According to the Kathirur police Prabesh allegedly hurled steel bombs towards the police picket in front of Kathirur Manoj Smrithi Kendram, an RSS office.

“He threw bombs during the wee hours of January 16 morning. Following the arrest he has confessed that his aim was RSS office. Kannur, being politically sensitive region, any attack on political party offices will be regarded as an act by the opponent,” Kathirur SI Nijeesh said.
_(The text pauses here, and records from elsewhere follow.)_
use axum::{extract::State, http::StatusCode, response::IntoResponse, Json};
use crate::state::AppState;
use crate::api::extractors::auth::MemberUser;
use crate::api::dtos::requests::{
    RegisterMemberRequest, LoginRequest, RequestVerificationRequest, ConfirmVerificationRequest,
};
use crate::api::dtos::responses::AuthResponse;
use crate::domain::models::auth::Role;
use crate::domain::models::member::Member;
use crate::domain::services::{session_status::session_status, verification};
use crate::error::AppError;
use std::sync::Arc;
use argon2::{password_hash::{SaltString, PasswordHasher}, Argon2, PasswordHash, PasswordVerifier};
use chrono::Utc;
use rand::rngs::OsRng;
use tracing::{info, warn};

pub async fn register(
    State(state): State<Arc<AppState>>,
    Json(payload): Json<RegisterMemberRequest>,
) -> Result<impl IntoResponse, AppError> {
    if payload.name.is_empty() || payload.email.is_empty() || payload.password.is_empty() {
        return Err(AppError::Validation("Name, email and password are required".into()));
    }

    if state.member_repo.find_by_email(&payload.email).await?.is_some() {
        return Err(AppError::Conflict("Email already registered".into()));
    }

    let salt = SaltString::generate(&mut OsRng);
    let password_hash = Argon2::default()
        .hash_password(payload.password.as_bytes(), &salt)
        .map_err(|_| AppError::Internal)?
        .to_string();

    let member = Member::new(payload.name, payload.email, password_hash, payload.age);
    let created = state.member_repo.create(&member).await?;

    let token = state.token_service.issue(&created.id, Role::Member, &created.email)?;

    send_welcome_email(&state, &created).await;

    info!("Registered member: {}", created.id);

    Ok((StatusCode::CREATED, Json(AuthResponse {
        message: "Registration successful".to_string(),
        token,
        id: created.id,
        name: created.name,
        email: created.email,
    })))
}

pub async fn login(
    State(state): State<Arc<AppState>>,
    Json(payload): Json<LoginRequest>,
) -> Result<impl IntoResponse, AppError> {
    let member = state.member_repo.find_by_email(&payload.email).await?
        .ok_or(AppError::Unauthorized)?;

    let parsed_hash = PasswordHash::new(&member.password_hash)
        .map_err(|_| AppError::Internal)?;

    Argon2::default().verify_password(payload.password.as_bytes(), &parsed_hash)
        .map_err(|_| AppError::Unauthorized)?;

    let token = state.token_service.issue(&member.id, Role::Member, &member.email)?;

    info!("Member logged in: {}", member.id);

    Ok(Json(AuthResponse {
        message: "Login successful".to_string(),
        token,
        id: member.id,
        name: member.name,
        email: member.email,
    }))
}

pub async fn get_profile(
    State(state): State<Arc<AppState>>,
    MemberUser(principal): MemberUser,
) -> Result<impl IntoResponse, AppError> {
    let member = state.member_repo.find_by_id(&principal.id).await?
        .ok_or(AppError::NotFound("Member not found".into()))?;

    let membership = match &member.membership_id {
        Some(plan_id) => state.plan_repo.find_by_id(plan_id).await?,
        None => None,
    };

    Ok(Json(serde_json::json!({
        "member": member,
        "membership": membership
    })))
}

pub async fn get_bookings(
    State(state): State<Arc<AppState>>,
    MemberUser(principal): MemberUser,
) -> Result<impl IntoResponse, AppError> {
    let bookings = state.session_repo.list_member_bookings(&principal.id).await?;
    let now = Utc::now();

    let bookings: Vec<_> = bookings.into_iter().map(|b| {
        let status = session_status(b.schedule, now);
        serde_json::json!({
            "id": b.registration_id,
            "status": status,
            "booking_date": b.booked_at,
            "feedback": b.feedback,
            "session_details": {
                "id": b.session_id,
                "name": b.session_name,
                "description": b.description,
                "schedule": b.schedule,
                "capacity": b.capacity,
                "trainer": {
                    "id": b.trainer_id,
                    "name": b.trainer_name,
                    "speciality": b.trainer_speciality
                }
            }
        })
    }).collect();

    Ok(Json(serde_json::json!({
        "message": "Bookings retrieved successfully",
        "bookings": bookings
    })))
}

pub async fn request_verification(
    State(state): State<Arc<AppState>>,
    Json(payload): Json<RequestVerificationRequest>,
) -> Result<impl IntoResponse, AppError> {
    if payload.email.is_empty() {
        return Err(AppError::Validation("Email is required".into()));
    }

    let record = verification::new_code(&payload.email);
    state.verification_repo.upsert(&record).await?;

    let mut ctx = tera::Context::new();
    ctx.insert("code", &record.code);
    match state.templates.render("verification.html", &ctx) {
        Ok(body) => {
            if let Err(e) = state.email_service.send(&payload.email, "Gym Registration Verification Code", &body).await {
                warn!("Failed to send verification email to {}: {}", payload.email, e);
            }
        }
        Err(e) => warn!("Failed to render verification email: {}", e),
    }

    Ok(Json(serde_json::json!({"message": "Verification code sent"})))
}

pub async fn confirm_verification(
    State(state): State<Arc<AppState>>,
    Json(payload): Json<ConfirmVerificationRequest>,
) -> Result<impl IntoResponse, AppError> {
    let record = state.verification_repo.find(&payload.email).await?
        .ok_or(AppError::Validation("No verification code requested".into()))?;

    if verification::is_expired(&record, Utc::now()) {
        state.verification_repo.delete(&payload.email).await?;
        return Err(AppError::Validation("Verification code expired".into()));
    }

    if record.code != payload.code {
        return Err(AppError::Validation("Invalid verification code".into()));
    }

    state.verification_repo.delete(&payload.email).await?;

    Ok(Json(serde_json::json!({"message": "Email verified"})))
}

async fn send_welcome_email(state: &Arc<AppState>, member: &Member) {
    let mut ctx = tera::Context::new();
    ctx.insert("name", &member.name);

    match state.templates.render("welcome.html", &ctx) {
        Ok(body) => {
            if let Err(e) = state.email_service.send(&member.email, "Welcome to Our Gym!", &body).await {
                warn!("Failed to send welcome email to {}: {}", member.email, e);
            }
        }
        Err(e) => warn!("Failed to render welcome email: {}", e),
    }
}
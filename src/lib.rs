pub mod api;
pub mod config;
pub mod domain;
pub mod error;
pub mod infra;
pub mod state;

use crate::config::Config;
use crate::infra::factory::bootstrap_state;
use api::router::create_router;
use std::sync::Arc;
use tracing::info;
use tracing_appender::non_blocking::WorkerGuard;
use tracing_subscriber::{layer::SubscriberExt, util::SubscriberInitExt, EnvFilter, Layer};

pub fn init_logging() -> WorkerGuard {
    let file_appender = tracing_appender::rolling::daily("./logs", "gym-backend.log");
    let (non_blocking, guard) = tracing_appender::non_blocking(file_appender);

    let file_layer = tracing_subscriber::fmt::layer()
        .with_target(true)
        .json()
        .with_writer(non_blocking)
        .with_filter(EnvFilter::new("info,gym_backend=debug"));

    let stdout_layer = tracing_subscriber::fmt::layer()
        .pretty()
        .with_target(false)
        .with_filter(EnvFilter::try_from_default_env().unwrap_or_else(|_| "info".into()));

    tracing_subscriber::registry()
        .with(stdout_layer)
        .with(file_layer)
        .init();

    info!("Logging initialized. Writing JSON logs to ./logs/");
    guard
}

pub async fn run() {
    let _guard = init_logging();

    let config = Config::from_env();
    let state = bootstrap_state(&config).await;
    let state_arc = Arc::new(state);

    let app = create_router(state_arc);

    let listener = tokio::net::TcpListener::bind(format!("0.0.0.0:{}", config.port))
        .await
        .expect("Failed to bind listener");

    info!("Server running on port {}", config.port);
    axum::serve(listener, app).await.expect("Server crashed");
}
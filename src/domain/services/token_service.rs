use crate::domain::models::auth::{Claims, Principal, Role};
use crate::error::AppError;
use jsonwebtoken::{decode, encode, Algorithm, DecodingKey, EncodingKey, Header, Validation};
use chrono::{Duration, Utc};

/// Stateless bearer tokens: HS256, 24 hour expiry, no refresh flow.
pub struct TokenService {
    encoding_key: EncodingKey,
    decoding_key: DecodingKey,
}

impl TokenService {
    pub fn new(secret: &str) -> Self {
        Self {
            encoding_key: EncodingKey::from_secret(secret.as_bytes()),
            decoding_key: DecodingKey::from_secret(secret.as_bytes()),
        }
    }

    pub fn issue(&self, id: &str, role: Role, email: &str) -> Result<String, AppError> {
        let now = Utc::now();
        let claims = Claims {
            sub: id.to_string(),
            role: role.as_str().to_string(),
            email: email.to_string(),
            exp: (now + Duration::hours(24)).timestamp() as usize,
            iat: now.timestamp() as usize,
        };

        encode(&Header::new(Algorithm::HS256), &claims, &self.encoding_key)
            .map_err(|e| {
                tracing::error!("JWT encoding failed: {}", e);
                AppError::Internal
            })
    }

    pub fn verify(&self, token: &str) -> Result<Principal, AppError> {
        let validation = Validation::new(Algorithm::HS256);
        let data = decode::<Claims>(token, &self.decoding_key, &validation)
            .map_err(|_| AppError::Unauthorized)?;

        let role = Role::parse(&data.claims.role).ok_or(AppError::Unauthorized)?;

        Ok(Principal {
            id: data.claims.sub,
            role,
            email: data.claims.email,
        })
    }
}
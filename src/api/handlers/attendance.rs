use axum::{extract::{State, Query}, http::StatusCode, response::IntoResponse, Json};
use crate::state::AppState;
use crate::api::extractors::auth::{AdminUser, MemberUser};
use crate::api::dtos::requests::{DateRangeQuery, DayQuery};
use crate::domain::models::attendance::Attendance;
use crate::error::AppError;
use std::sync::Arc;
use chrono::{Duration, NaiveDate, Utc};
use tracing::info;

fn parse_day(raw: &str) -> Result<NaiveDate, AppError> {
    NaiveDate::parse_from_str(raw, "%Y-%m-%d")
        .map_err(|_| AppError::Validation("Invalid date format (expected YYYY-MM-DD)".into()))
}

pub async fn check_in(
    State(state): State<Arc<AppState>>,
    MemberUser(principal): MemberUser,
) -> Result<impl IntoResponse, AppError> {
    let today = Utc::now().date_naive();

    if state.attendance_repo.find_open_for_day(&principal.id, today).await?.is_some() {
        return Err(AppError::Conflict("Already checked in".into()));
    }

    let attendance = Attendance::check_in(principal.id);
    let created = state.attendance_repo.create(&attendance).await?;

    info!("Member {} checked in", created.member_id);

    Ok((StatusCode::CREATED, Json(serde_json::json!({
        "message": "Check-in successful",
        "attendance": created
    }))))
}

pub async fn check_out(
    State(state): State<Arc<AppState>>,
    MemberUser(principal): MemberUser,
) -> Result<impl IntoResponse, AppError> {
    let open = state.attendance_repo.find_open(&principal.id).await?
        .ok_or(AppError::Conflict("No active check-in found".to_string()))?;

    let closed = state.attendance_repo.close(&open.id, Utc::now()).await?;

    info!("Member {} checked out", closed.member_id);

    Ok(Json(serde_json::json!({
        "message": "Check-out successful",
        "attendance": closed
    })))
}

pub async fn member_history(
    State(state): State<Arc<AppState>>,
    MemberUser(principal): MemberUser,
    Query(query): Query<DateRangeQuery>,
) -> Result<impl IntoResponse, AppError> {
    let range = match (query.start_date.as_deref(), query.end_date.as_deref()) {
        (Some(start), Some(end)) => Some((parse_day(start)?, parse_day(end)?)),
        _ => None,
    };

    let records = state.attendance_repo.list_by_member(&principal.id, range).await?;
    Ok(Json(records))
}

pub async fn all_attendance(
    State(state): State<Arc<AppState>>,
    _admin: AdminUser,
    Query(query): Query<DayQuery>,
) -> Result<impl IntoResponse, AppError> {
    let day = match query.date.as_deref() {
        Some(raw) => Some(parse_day(raw)?),
        None => None,
    };

    let records = state.attendance_repo.list_all(day).await?;
    Ok(Json(records))
}

pub async fn attendance_stats(
    State(state): State<Arc<AppState>>,
    _admin: AdminUser,
    Query(query): Query<DateRangeQuery>,
) -> Result<impl IntoResponse, AppError> {
    let end = match query.end_date.as_deref() {
        Some(raw) => parse_day(raw)?,
        None => Utc::now().date_naive(),
    };
    let start = match query.start_date.as_deref() {
        Some(raw) => parse_day(raw)?,
        None => end - Duration::days(30),
    };

    let detailed_stats = state.attendance_repo.stats_by_member(start, end).await?;
    let attendance_trends = state.attendance_repo.daily_counts(start, end).await?;

    let total_attendance: i64 = detailed_stats.iter().map(|s| s.attendance_count).sum();
    let average_attendance = if detailed_stats.is_empty() {
        0.0
    } else {
        total_attendance as f64 / detailed_stats.len() as f64
    };

    let most_active_members: Vec<_> = detailed_stats.iter().take(5).cloned().collect();

    Ok(Json(serde_json::json!({
        "total_attendance": total_attendance,
        "average_attendance": average_attendance,
        "detailed_stats": detailed_stats,
        "attendance_trends": attendance_trends,
        "most_active_members": most_active_members
    })))
}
Unpack that slowly. An RSS “worker” threw a bomb at his own party office, regardless of the fact that he might have ended up killing his own people, so that blame could be put on the enemy — the political opposition, the “radicals”, whoever. This happened in Kannur, ground zero for RSS-sponsored terrorism. Where, among many incidents, there was this: Lethal bombs recovered from an RSS-controlled temple where they had been hidden. Remember this?:

“They are putting their life in danger to make these things (bombs) for self-defence. That’s how little faith they have in the law and order system in place,” he said.

The man saying RSS workers are making bombs for self defence, risking their lives in the process, is RSS leader (RSS, not one of those convenient “fringe groups”) Valsan Thillankeri — who was at the forefront of the 2019 violence at Sabarimala, where, again, bombs were hurled at the homes of political leaders.

It’s getting to where Colin Nissan’s sarcasm in the New Yorker piece doesn’t feel like sarcasm any more; it is actually a thing.

Everybody: You know those moments between crying about one thing and crying about the next thing, when you finally have time to catch your breath and just cry about nothing?

  • Shruti Rajagopalan, one of my favourite columnists on all things to do with economics, turns her attention to the Constitution and, with a tick-tock narrative, shows us how we got here. Read — it is the background you need to understand the present.
  • CNN has a detailed report sourcing Amnesty International on the troll armies and related propaganda tools that have made Twitter hell for women politicians and activists. Related, the Independent (London) has a similar story.
  • Since Kerala came up earlier in this post (and since I linked to my posts yesterday), here is a Caravan backgrounder that tells you how, and why, Kerala became ground zero for the RSS.
  • You read about Davinder Singh. You read about Samarpal, the BSF jawan caught carrying a lethal bomb into a CRPF camp. Now read this story, of how army personnel in Kashmir are commandeering the cars of citizens at night. Why would the army, which has vehicles to spare, need to surreptitiously commandeer private cars at night? What are they doing, that they cannot do in their own official vehicles? The questions just keep mounting, and each unanswered question adds to the dread that the situation in the Valley is much less than even the more pessimistic of us feared.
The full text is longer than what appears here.